La ventaja de que todos los jefes sean estúpidos es que se creen invencibles. La había visto más de una vez meter el sobre con las ventas del día en un congelador. No le costó nada encontrarlo. El banco de comercio. Las ventas al aire acondicionado. Derrocar a los ricos. Brigada de Ajusticiamiento. Franquicia inalterable. Tu brazo izquierdo. Tu cara, Venado Negro. Tus cabellos lacios. Una y otra vez. Hacer valer el derecho a tener educación, vivienda, cultura, higiene, salud y descanso. Tu espalda en la sierra. Tobillo. El olor de tu boca a café empalagoso cuando acercabas tu cara para hablarme de cerca. El sobre.

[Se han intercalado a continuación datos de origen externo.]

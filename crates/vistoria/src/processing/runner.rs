use std::sync::Arc;

use log::warn;

use super::{compare_inspections, process_artifacts, recalculate_costs, ProcessingContext};
use crate::worker::job::{JobOutcome, JobPayload};

/// Executes job payloads against the shared processing context.
#[derive(Clone)]
pub struct JobRunner {
    ctx: Arc<ProcessingContext>,
}

impl JobRunner {
    pub fn new(ctx: Arc<ProcessingContext>) -> Self {
        Self { ctx }
    }

    pub fn context(&self) -> &ProcessingContext {
        &self.ctx
    }

    /// Runs one payload. Never fails: errors end up in the outcome.
    pub fn run(&self, payload: &JobPayload) -> JobOutcome {
        let ctx = &*self.ctx;
        match payload {
            JobPayload::Artifacts {
                kind,
                inspection_id,
                paths,
            } => JobOutcome::Batch(process_artifacts(ctx, *kind, *inspection_id, paths)),
            JobPayload::Costs {
                inspection_id,
                region,
            } => JobOutcome::Costs(recalculate_costs(ctx, *inspection_id, region.as_deref())),
            JobPayload::Comparison {
                before_id,
                after_id,
            } => match compare_inspections(
                &ctx.db,
                *before_id,
                *after_id,
                ctx.settings.deterioration_unit_cost,
            ) {
                Ok(report) => JobOutcome::Comparison(report),
                Err(e) => {
                    warn!("Comparison {} -> {} failed: {}", before_id, after_id, e);
                    JobOutcome::failed(e.to_string())
                }
            },
        }
    }
}
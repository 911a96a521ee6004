//! Blocking client for an OpenAI-compatible API.
//!
//! Used from worker threads, so it uses `reqwest::blocking` rather than
//! an async client. One client serves vision, transcription and text.

use std::time::Duration;

use base64::Engine;
use log::debug;
use reqwest::blocking::{multipart, Client, Response};
use secrecy::{ExposeSecret, SecretString};
use serde::Deserialize;
use serde_json::json;

use super::{SpeechToText, TextSummarizer, VisionAnalyzer};
use crate::config::AiConfig;
use crate::error::AiError;
use crate::secrets::resolve_secret;

const MAX_ERROR_BODY: usize = 512;
const VISION_MAX_TOKENS: u32 = 500;
const SUMMARY_MAX_TOKENS: u32 = 200;

const INSPECTOR_ROLE: &str = "You are an expert real-estate inspector.";
const GENERIC_PROMPT: &str = "Describe in detail the condition of this property item.";

/// Vision instruction for a photo, naming the checklist item when known.
pub fn prompt_for_item(item: Option<&str>) -> String {
    match item.map(str::trim).filter(|i| !i.is_empty()) {
        Some(item) => format!(
            "Describe in detail the condition of this {}.",
            item.to_lowercase()
        ),
        None => GENERIC_PROMPT.to_string(),
    }
}

/// Cuts provider error bodies down to something fit for a log line.
pub(crate) fn truncate_body(body: &str) -> String {
    if body.len() <= MAX_ERROR_BODY {
        return body.to_string();
    }
    let mut end = MAX_ERROR_BODY;
    while !body.is_char_boundary(end) {
        end -= 1;
    }
    format!("{}...", &body[..end])
}

#[derive(Debug, Deserialize)]
struct ChatResponse {
    choices: Vec<ChatChoice>,
}

#[derive(Debug, Deserialize)]
struct ChatChoice {
    message: ChatMessage,
}

#[derive(Debug, Deserialize)]
struct ChatMessage {
    content: Option<String>,
}

#[derive(Debug, Deserialize)]
struct TranscriptionResponse {
    text: String,
}

pub struct AiClient {
    client: Client,
    endpoint: String,
    api_key: SecretString,
    vision_model: String,
    transcription_model: String,
    text_model: String,
}

impl AiClient {
    /// Builds a client from config, resolving the API key from the
    /// configured direct value, file or environment variable.
    pub fn from_config(config: &AiConfig) -> Result<Self, AiError> {
        let api_key = resolve_secret(
            config.api_key.as_deref(),
            config.api_key_file.as_deref(),
            config.api_key_env_var.as_deref(),
        )?;
        let client = Client::builder()
            .timeout(Duration::from_secs(config.timeout_secs))
            .build()?;

        Ok(Self {
            client,
            endpoint: config.endpoint.trim_end_matches('/').to_string(),
            api_key,
            vision_model: config.vision_model.clone(),
            transcription_model: config.transcription_model.clone(),
            text_model: config.text_model.clone(),
        })
    }

    fn url(&self, path: &str) -> String {
        format!("{}/{}", self.endpoint, path)
    }

    fn check_status(response: Response) -> Result<Response, AiError> {
        let status = response.status();
        if status.is_success() {
            return Ok(response);
        }
        let body = response.text().unwrap_or_default();
        Err(AiError::Api {
            status: status.as_u16(),
            body: truncate_body(&body),
        })
    }

    fn chat(&self, body: serde_json::Value) -> Result<String, AiError> {
        let response = self
            .client
            .post(self.url("chat/completions"))
            .bearer_auth(self.api_key.expose_secret())
            .json(&body)
            .send()?;
        let parsed: ChatResponse = Self::check_status(response)?
            .json()
            .map_err(|e| AiError::InvalidResponse(e.to_string()))?;

        parsed
            .choices
            .into_iter()
            .next()
            .and_then(|c| c.message.content)
            .map(|c| c.trim().to_string())
            .filter(|c| !c.is_empty())
            .ok_or(AiError::EmptyResponse)
    }
}

impl VisionAnalyzer for AiClient {
    fn describe_image(
        &self,
        image: &[u8],
        mime_type: &str,
        item: Option<&str>,
    ) -> Result<String, AiError> {
        let encoded = base64::engine::general_purpose::STANDARD.encode(image);
        let prompt = format!("{} {}", INSPECTOR_ROLE, prompt_for_item(item));
        debug!(
            "Requesting vision analysis ({} bytes, {})",
            image.len(),
            mime_type
        );

        self.chat(json!({
            "model": self.vision_model,
            "max_tokens": VISION_MAX_TOKENS,
            "messages": [{
                "role": "user",
                "content": [
                    { "type": "text", "text": prompt },
                    {
                        "type": "image_url",
                        "image_url": { "url": format!("data:{};base64,{}", mime_type, encoded) }
                    }
                ]
            }]
        }))
    }
}

impl SpeechToText for AiClient {
    fn transcribe(&self, audio: &[u8], filename: &str) -> Result<String, AiError> {
        let part = multipart::Part::bytes(audio.to_vec()).file_name(filename.to_string());
        let form = multipart::Form::new()
            .text("model", self.transcription_model.clone())
            .part("file", part);

        let response = self
            .client
            .post(self.url("audio/transcriptions"))
            .bearer_auth(self.api_key.expose_secret())
            .multipart(form)
            .send()?;
        let parsed: TranscriptionResponse = Self::check_status(response)?
            .json()
            .map_err(|e| AiError::InvalidResponse(e.to_string()))?;

        Ok(parsed.text.trim().to_string())
    }
}

impl TextSummarizer for AiClient {
    fn summarize(&self, text: &str) -> Result<String, AiError> {
        self.chat(json!({
            "model": self.text_model,
            "max_tokens": SUMMARY_MAX_TOKENS,
            "messages": [
                {
                    "role": "system",
                    "content": format!(
                        "{} Summarise the inspector's dictated notes in two or three \
                         sentences, listing every damaged, dirty or missing item.",
                        INSPECTOR_ROLE
                    )
                },
                { "role": "user", "content": text }
            ]
        }))
    }
}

Juana Dos Ríos tomó ordenes de café durante seis horas más. El sobre metido en los calzones. Al terminar el turno no se despidió. Dejó el móvil del restaurante en la barra y se fue cojeando por la Via Laietana ya vacía. Caminar con dolor fue tan fácil como nadar en el río Atoyac. Compró café injusto y mucho piloncillo. Panela, aquí se llama panela. Venado Negro, cuando estabas vivo me abrazabas cuando hacía bien. Levantó la cabeza: los edificios como islas en el cielo. Timbre. Mensaje. Aparatejo del infierno, hasta crees que te voy a ver. Era la jefa. Golpe. Vete a rodar por el río desaparecido de Laietana. Vete a caer a los pies de Isabel. Se sacó el sobre de los calzones y lo puso en el bolso. Tenías razón, papá. El Mayo me arruinó la vida para siempre. Lo que busco no existe.
Subió las escaleras a saltos de pie derecho. Se sentó en la cama, su cabello aún olía a aceite de restaurante. Puso el café injusto en la olla. Se echó en el petate de la cocina. Cerró los ojos para oler bien.
Te amo, Juanita. Calla tu boca de muerto. Cállate ya la boca, Efrén.
Relato finalista del I Premio de relato UNAM-España sobre la experiencia de la migración latinoamericana en España, convocado por el Centro de Estudios Mexicanos de la UNAM en España, el Festival Centroamérica Cuenta y la Revista de la Universidad de México.